**Work to be completed:** Which lines below fall between the one containing "use crate::error::FlowError;" and the one containing "for (step_idx, step_def)"? Repeat them exactly, counting both of those lines, and add nothing else.

**Given information:**
// src/pipeline/execution.rs

use crate::core::context::Handler;
use crate::core::context_data::ContextData;
use crate::core::control::{PipelineControl, PipelineResult};
use crate::error::FlowError;
use crate::pipeline::definition::Pipeline;
use tracing::{event, instrument, span, Instrument, Level};

/// Whether the handlers of one phase let the run continue.
enum PhaseOutcome {
  Continue,
  Stopped,
}

impl<TData, Err> Pipeline<TData, Err>
where
  TData: 'static + Send + Sync,
  Err: std::error::Error + From<FlowError> + Send + Sync + 'static,
{
  /// Runs every step in order against `ctx_data`.
  ///
  /// For each step: the skip condition is checked, then `before`, `on` and `after`
  /// handlers run in registration order. A non-optional step without any handler
  /// fails the run with [`FlowError::HandlerMissing`].
  #[instrument(
    name = "Pipeline::run",
    skip_all,
    fields(
      context_type = %std::any::type_name::<TData>(),
      num_steps = self.steps.len(),
    ),
    err(Display)
  )]
  pub async fn run(&self, ctx_data: ContextData<TData>) -> Result<PipelineResult, Err> {
    event!(Level::DEBUG, "Pipeline execution starting.");

    for (step_idx, step_def) in self.steps.iter().enumerate() {
      let step_name = step_def.name.as_str();
      let step_span = span!(
        Level::INFO,
        "pipeline_step",
        step_name = step_name,
        step_index = step_idx,
        optional = step_def.optional
      );

      if step_def.should_skip(&ctx_data) {
        step_span.in_scope(|| event!(Level::DEBUG, "Step skipped by its skip condition."));
        continue;
      }

      let has_handlers = [&self.before, &self.on, &self.after]
        .iter()
        .any(|phase| phase.get(step_name).is_some_and(|v| !v.is_empty()));
      if !has_handlers {
        if step_def.optional {
          step_span.in_scope(|| event!(Level::DEBUG, "Optional step has no handlers, skipping."));
          continue;
        }
        step_span.in_scope(|| event!(Level::ERROR, "Non-optional step has no handlers."));
        return Err(Err::from(FlowError::HandlerMissing {
          step_name: step_def.name.clone(),
        }));
      }

      for (phase_name, phase) in [("before", &self.before), ("on", &self.on), ("after", &self.after)] {
        let Some(handlers) = phase.get(step_name) else {
          continue;
        };
        let outcome = run_phase(handlers, &ctx_data, phase_name)
          .instrument(step_span.clone())
          .await?;
        if let PhaseOutcome::Stopped = outcome {
          return Ok(PipelineResult::Stopped);
        }
      }
    }

    event!(Level::DEBUG, "Pipeline execution completed.");
    Ok(PipelineResult::Completed)
  }
}

async fn run_phase<TData, Err>(
  handlers: &[Handler<TData, Err>],
  ctx_data: &ContextData<TData>,
  phase_name: &'static str,
) -> Result<PhaseOutcome, Err>
where
  TData: 'static + Send + Sync,
  Err: std::error::Error + Send + Sync + 'static,
{
  for handler_fn in handlers {
    match handler_fn(ctx_data.clone()).await {
      Ok(PipelineControl::Continue) => {}
      Ok(PipelineControl::Stop) => {
        event!(Level::INFO, phase = phase_name, "Pipeline stopped by a handler.");
        return Ok(PhaseOutcome::Stopped);
      }
      Err(e) => {
        event!(Level::ERROR, phase = phase_name, error = %e, "Handler failed.");
        return Err(e);
      }
    }
  }
  Ok(PhaseOutcome::Continue)
}
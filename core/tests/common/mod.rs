// tests/common/mod.rs
#![allow(dead_code)]

use once_cell::sync::Lazy;
use stepflow::{ContextData, FlowError, Handler, PipelineControl};
use tracing::Level;

/// Context used across the engine tests: records which steps ran and accumulates
/// a running total, the way the shop's flows accumulate line totals.
#[derive(Clone, Debug, Default)]
pub struct TallyContext {
  pub total: i64,
  pub steps_executed: Vec<String>,
  pub stop_at: Option<String>,
  pub skip_discount: bool,
}

#[derive(Debug, thiserror::Error, Clone, PartialEq, Eq)]
pub enum TestError {
  #[error("Engine error: {0}")]
  Flow(String),

  #[error("Handler failed: {0}")]
  Handler(String),
}

impl From<FlowError> for TestError {
  fn from(err: FlowError) -> Self {
    TestError::Flow(format!("{:?}", err))
  }
}

/// Adds `amount` to the total and records `step_name`; stops if the context asks to.
pub fn add_amount_handler(step_name: &'static str, amount: i64) -> Handler<TallyContext, TestError> {
  Box::new(move |ctx: ContextData<TallyContext>| {
    Box::pin(async move {
      let mut guard = ctx.write();
      guard.total += amount;
      guard.steps_executed.push(step_name.to_string());
      tracing::debug!(target: "test_handlers", step = step_name, total = guard.total, "handler executed");
      if guard.stop_at.as_deref() == Some(step_name) {
        return Ok(PipelineControl::Stop);
      }
      Ok(PipelineControl::Continue)
    })
  })
}

pub fn failing_handler(step_name: &'static str, message: &'static str) -> Handler<TallyContext, TestError> {
  Box::new(move |ctx: ContextData<TallyContext>| {
    Box::pin(async move {
      ctx.write().steps_executed.push(step_name.to_string());
      Err(TestError::Handler(message.to_string()))
    })
  })
}

static TRACING_INIT: Lazy<()> = Lazy::new(|| {
  tracing_subscriber::fmt()
    .with_max_level(Level::DEBUG)
    .with_test_writer()
    .try_init()
    .ok();
});

pub fn setup_tracing() {
  Lazy::force(&TRACING_INIT);
}
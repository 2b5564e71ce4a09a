// src/main.rs

use actix_web::{web as actix_data, App, HttpServer};
use anyhow::Context;
use simple_shop::config::AppConfig;
use simple_shop::errors::AppError;
use simple_shop::services::payment::{PaymentProvider, StripeCheckout};
use simple_shop::services::sessions::{InMemorySessionStore, SessionStore};
use simple_shop::state::AppState;
use simple_shop::web::handlers::not_found_handler;
use simple_shop::{db, pipelines, telemetry, web};
use std::sync::Arc;
use stepflow::Registry;

#[actix_web::main]
async fn main() -> anyhow::Result<()> {
  let app_config = Arc::new(AppConfig::from_env().context("Failed to load application configuration")?);
  telemetry::init_tracing(app_config.log_format);
  tracing::info!(config = ?app_config, "Starting shop server...");

  let db_pool = db::connect(&app_config.database_url)
    .await
    .context("Failed to connect to the database")?;
  db::prepare_database(&db_pool, app_config.seed_db)
    .await
    .context("Failed to prepare the database")?;

  let payments: Option<Arc<dyn PaymentProvider>> = StripeCheckout::from_config(&app_config)
    .context("Failed to build the payment client")?
    .map(|provider| Arc::new(provider) as Arc<dyn PaymentProvider>);
  match &payments {
    Some(provider) => tracing::info!(provider = provider.name(), "Hosted checkout enabled."),
    None => tracing::warn!("No payment provider configured; checkouts will be simulated."),
  }

  let sessions: Arc<dyn SessionStore> = Arc::new(InMemorySessionStore::new(
    app_config.session_ttl,
    app_config.session_max_entries,
  ));

  let flows = Arc::new(Registry::<AppError>::new());
  pipelines::register_all_pipelines(&flows).context("Failed to register pipelines")?;

  let app_state = AppState {
    db_pool,
    flows,
    config: app_config.clone(),
    sessions,
    payments,
  };

  let server_address = app_config.bind_address();
  tracing::info!("Binding server to {}...", server_address);

  HttpServer::new(move || {
    App::new()
      .app_data(actix_data::Data::new(app_state.clone()))
      .wrap(tracing_actix_web::TracingLogger::default())
      .configure(web::configure_app_routes)
      .default_service(actix_data::to(not_found_handler))
  })
  .bind(&server_address)
  .with_context(|| format!("Failed to bind {}", server_address))?
  .run()
  .await?;

  Ok(())
}
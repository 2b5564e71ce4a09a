// src/web/handlers/cart_handlers.rs

use actix_web::{web, HttpResponse};
use serde::Deserialize;
use stepflow::{ContextData, PipelineResult};
use tracing::{info, instrument, warn};

use super::{html_ok, see_other};
use crate::errors::AppError;
use crate::pipelines::contexts::AddToCartCtxData;
use crate::services::cart_service;
use crate::state::AppState;
use crate::web::session::CartSession;
use crate::web::views;

fn default_quantity() -> i64 {
  1
}

#[derive(Deserialize, Debug)]
pub struct AddToCartForm {
  #[serde(alias = "productId")]
  pub product_id: i64,
  #[serde(default = "default_quantity")]
  pub qty: i64,
}

#[derive(Deserialize, Debug)]
pub struct RemoveFromCartForm {
  #[serde(alias = "productId")]
  pub product_id: i64,
  #[serde(default = "default_quantity")]
  pub qty: i64,
}

#[instrument(
  name = "handler::add_to_cart",
  skip(app_state, form, session),
  fields(session_id = %session.id, product_id = form.product_id, qty = form.qty)
)]
pub async fn add_to_cart_handler(
  app_state: web::Data<AppState>,
  form: web::Form<AddToCartForm>,
  session: CartSession,
) -> Result<HttpResponse, AppError> {
  let ctx = ContextData::new(AddToCartCtxData::new(
    app_state.get_ref().clone(),
    session.id,
    form.product_id,
    form.qty,
  ));

  match app_state.flows.run(ctx.clone()).await? {
    PipelineResult::Completed => {
      let line_quantity = ctx.read().line_quantity;
      info!(?line_quantity, "Item added to cart.");
      session.attach(&app_state.config, see_other("/"))
    }
    PipelineResult::Stopped => {
      warn!("Add to Cart pipeline was stopped by a handler.");
      Err(AppError::Internal("Adding the item to the cart was halted.".to_string()))
    }
  }
}

#[instrument(name = "handler::view_cart", skip(app_state, session), fields(session_id = %session.id))]
pub async fn view_cart_handler(app_state: web::Data<AppState>, session: CartSession) -> Result<HttpResponse, AppError> {
  let cart = cart_service::view_cart(&app_state.db_pool, app_state.sessions.as_ref(), &session.id).await?;
  let page = views::cart_page(&cart, &app_state.config.payment_currency);
  session.attach(&app_state.config, html_ok(page))
}

#[instrument(
  name = "handler::remove_from_cart",
  skip(app_state, form, session),
  fields(session_id = %session.id, product_id = form.product_id, qty = form.qty)
)]
pub async fn remove_from_cart_handler(
  app_state: web::Data<AppState>,
  form: web::Form<RemoveFromCartForm>,
  session: CartSession,
) -> Result<HttpResponse, AppError> {
  let quantity = u32::try_from(form.qty)
    .ok()
    .filter(|q| *q >= 1)
    .ok_or_else(|| AppError::Validation("Quantity to remove must be at least 1.".to_string()))?;
  cart_service::remove_item(app_state.sessions.as_ref(), &session.id, form.product_id, quantity).await?;
  session.attach(&app_state.config, see_other("/cart"))
}

#[instrument(name = "handler::clear_cart", skip(app_state, session), fields(session_id = %session.id))]
pub async fn clear_cart_handler(app_state: web::Data<AppState>, session: CartSession) -> Result<HttpResponse, AppError> {
  cart_service::clear_cart(app_state.sessions.as_ref(), &session.id).await?;
  session.attach(&app_state.config, see_other("/cart"))
}
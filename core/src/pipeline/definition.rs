// src/pipeline/definition.rs

use crate::core::context::Handler;
use crate::core::step::{SkipCondition, StepDef};
use crate::error::{FlowError, FlowResult};
use std::collections::HashMap;
use std::sync::Arc;

/// An ordered set of named steps over a root context `TData`.
///
/// `Err` is what the handlers return; it must absorb engine failures through
/// `From<FlowError>` so that a run always yields a single error type.
pub struct Pipeline<TData, Err>
where
  TData: 'static + Send + Sync,
  Err: std::error::Error + From<FlowError> + Send + Sync + 'static,
{
  pub(crate) steps: Vec<StepDef<TData>>,

  pub(crate) before: HashMap<String, Vec<Handler<TData, Err>>>,
  pub(crate) on: HashMap<String, Vec<Handler<TData, Err>>>,
  pub(crate) after: HashMap<String, Vec<Handler<TData, Err>>>,
}

impl<TData, Err> Pipeline<TData, Err>
where
  TData: 'static + Send + Sync,
  Err: std::error::Error + From<FlowError> + Send + Sync + 'static,
{
  /// Creates a pipeline from `(name, optional, skip_if)` triples, in execution order.
  pub fn new(step_defs: &[(&str, bool, Option<SkipCondition<TData>>)]) -> Self {
    let steps = step_defs
      .iter()
      .map(|(name, optional, skip_if)| StepDef {
        name: (*name).to_string(),
        optional: *optional,
        skip_if: skip_if.clone(),
      })
      .collect();

    Self {
      steps,
      before: HashMap::new(),
      on: HashMap::new(),
      after: HashMap::new(),
    }
  }

  /// Step names in execution order.
  pub fn step_names(&self) -> Vec<&str> {
    self.steps.iter().map(|s| s.name.as_str()).collect()
  }

  fn step_mut(&mut self, step_name: &str) -> FlowResult<&mut StepDef<TData>> {
    self
      .steps
      .iter_mut()
      .find(|s| s.name == step_name)
      .ok_or_else(|| FlowError::StepNotFound {
        step_name: step_name.to_string(),
      })
  }

  /// Registering a handler on an unknown step is a wiring bug, so it panics
  /// at setup time rather than surfacing on the first request.
  pub(crate) fn ensure_step_exists(&self, step_name: &str) {
    if !self.steps.iter().any(|s| s.name == step_name) {
      panic!("stepflow setup error: step '{}' is not defined in this pipeline", step_name);
    }
  }

  pub fn set_optional(&mut self, step_name: &str, optional: bool) -> FlowResult<()> {
    self.step_mut(step_name)?.optional = optional;
    Ok(())
  }

  /// Skips `step_name` whenever `condition` holds for the context at the time
  /// the step is reached.
  pub fn set_skip_condition(
    &mut self,
    step_name: &str,
    condition: impl Fn(&TData) -> bool + Send + Sync + 'static,
  ) -> FlowResult<()> {
    let condition: SkipCondition<TData> = Arc::new(condition);
    self.step_mut(step_name)?.skip_if = Some(condition);
    Ok(())
  }

  /// Removes a step together with all of its handlers.
  pub fn remove_step(&mut self, step_name: &str) -> FlowResult<()> {
    let idx = self
      .steps
      .iter()
      .position(|s| s.name == step_name)
      .ok_or_else(|| FlowError::StepNotFound {
        step_name: step_name.to_string(),
      })?;
    self.steps.remove(idx);
    self.before.remove(step_name);
    self.on.remove(step_name);
    self.after.remove(step_name);
    Ok(())
  }
}
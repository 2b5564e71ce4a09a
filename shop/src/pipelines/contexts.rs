// src/pipelines/contexts.rs

//! Data carried through each pipeline. Handlers receive these wrapped in
//! `stepflow::ContextData`.

use crate::models::{Order, OrderSummary, Product};
use crate::services::cart_service::CartView;
use crate::services::sessions::{SessionId, SessionState};
use crate::state::AppState;

#[derive(Clone)]
pub struct AddToCartCtxData {
  pub app_state: AppState,
  pub session_id: SessionId,
  pub product_id: i64,
  /// As submitted; checked by `validate_cart_input`.
  pub requested_quantity: i64,
  pub quantity: u32,
  pub product: Option<Product>,
  /// Quantity of the product's line after the add.
  pub line_quantity: Option<u32>,
  /// Units in the whole cart after the add.
  pub cart_count: u32,
}

impl AddToCartCtxData {
  pub fn new(app_state: AppState, session_id: SessionId, product_id: i64, requested_quantity: i64) -> Self {
    Self {
      app_state,
      session_id,
      product_id,
      requested_quantity,
      quantity: 0,
      product: None,
      line_quantity: None,
      cart_count: 0,
    }
  }
}

/// How the hosted payment request went.
#[derive(Debug, Clone, PartialEq, Eq)]
pub enum ProviderAttempt {
  /// No provider credential, so no request was made.
  NotConfigured,
  /// The visitor should continue at `url`.
  Redirect { provider_session_id: String, url: String },
  /// The provider could not be used; the checkout falls back to a simulated payment.
  Failed { reason: String },
}

impl ProviderAttempt {
  pub fn is_redirect(&self) -> bool {
    matches!(self, ProviderAttempt::Redirect { .. })
  }
}

#[derive(Clone)]
pub struct CheckoutCtxData {
  pub app_state: AppState,
  pub session_id: SessionId,
  /// Session as loaded at the start of the checkout.
  pub session: SessionState,
  pub cart: CartView,
  pub order: Option<Order>,
  pub provider_attempt: ProviderAttempt,
  pub summary: Option<OrderSummary>,
  pub cart_cleared: bool,
}

impl CheckoutCtxData {
  pub fn new(app_state: AppState, session_id: SessionId) -> Self {
    Self {
      app_state,
      session_id,
      session: SessionState::default(),
      cart: CartView::default(),
      order: None,
      provider_attempt: ProviderAttempt::NotConfigured,
      summary: None,
      cart_cleared: false,
    }
  }
}
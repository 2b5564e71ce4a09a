// src/web/mod.rs

pub mod handlers;
pub mod routes;
pub mod session;
pub mod views;

pub use routes::configure_app_routes;
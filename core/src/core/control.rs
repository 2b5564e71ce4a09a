// src/core/control.rs

/// Answer of a single handler.
#[derive(Debug, Clone, Copy, PartialEq, Eq)]
pub enum PipelineControl {
  /// Run the next handler, phase or step.
  Continue,
  /// Halt the whole run; nothing after this handler executes.
  Stop,
}

/// Outcome of a run that did not fail.
#[derive(Debug, Clone, Copy, PartialEq, Eq)]
pub enum PipelineResult {
  /// Every step was executed or skipped.
  Completed,
  /// A handler returned [`PipelineControl::Stop`].
  Stopped,
}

**Reply:**
use crate::error::FlowError;
use crate::pipeline::definition::Pipeline;
use tracing::{event, instrument, span, Instrument, Level};

/// Whether the handlers of one phase let the run continue.
enum PhaseOutcome {
  Continue,
  Stopped,
}

impl<TData, Err> Pipeline<TData, Err>
where
  TData: 'static + Send + Sync,
  Err: std::error::Error + From<FlowError> + Send + Sync + 'static,
{
  /// Runs every step in order against `ctx_data`.
  ///
  /// For each step: the skip condition is checked, then `before`, `on` and `after`
  /// handlers run in registration order. A non-optional step without any handler
  /// fails the run with [`FlowError::HandlerMissing`].
  #[instrument(
    name = "Pipeline::run",
    skip_all,
    fields(
      context_type = %std::any::type_name::<TData>(),
      num_steps = self.steps.len(),
    ),
    err(Display)
  )]
  pub async fn run(&self, ctx_data: ContextData<TData>) -> Result<PipelineResult, Err> {
    event!(Level::DEBUG, "Pipeline execution starting.");

    for (step_idx, step_def) in self.steps.iter().enumerate() {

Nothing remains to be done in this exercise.